Extracted records
● ● ●

//! Per-word mastery tracking
//!
//! This module provides:
//! - Mastery status and state models
//! - The encounter/override state machine
//! - Progress statistics types

pub mod models;
pub mod tracker;

pub use models::*;
pub use tracker::{MasteryTracker, REQUIRED_ENCOUNTERS};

● ● ●

Looking through the data above, count the lines that include the string "tracker" and give only the count.

● ANSWER BOX
2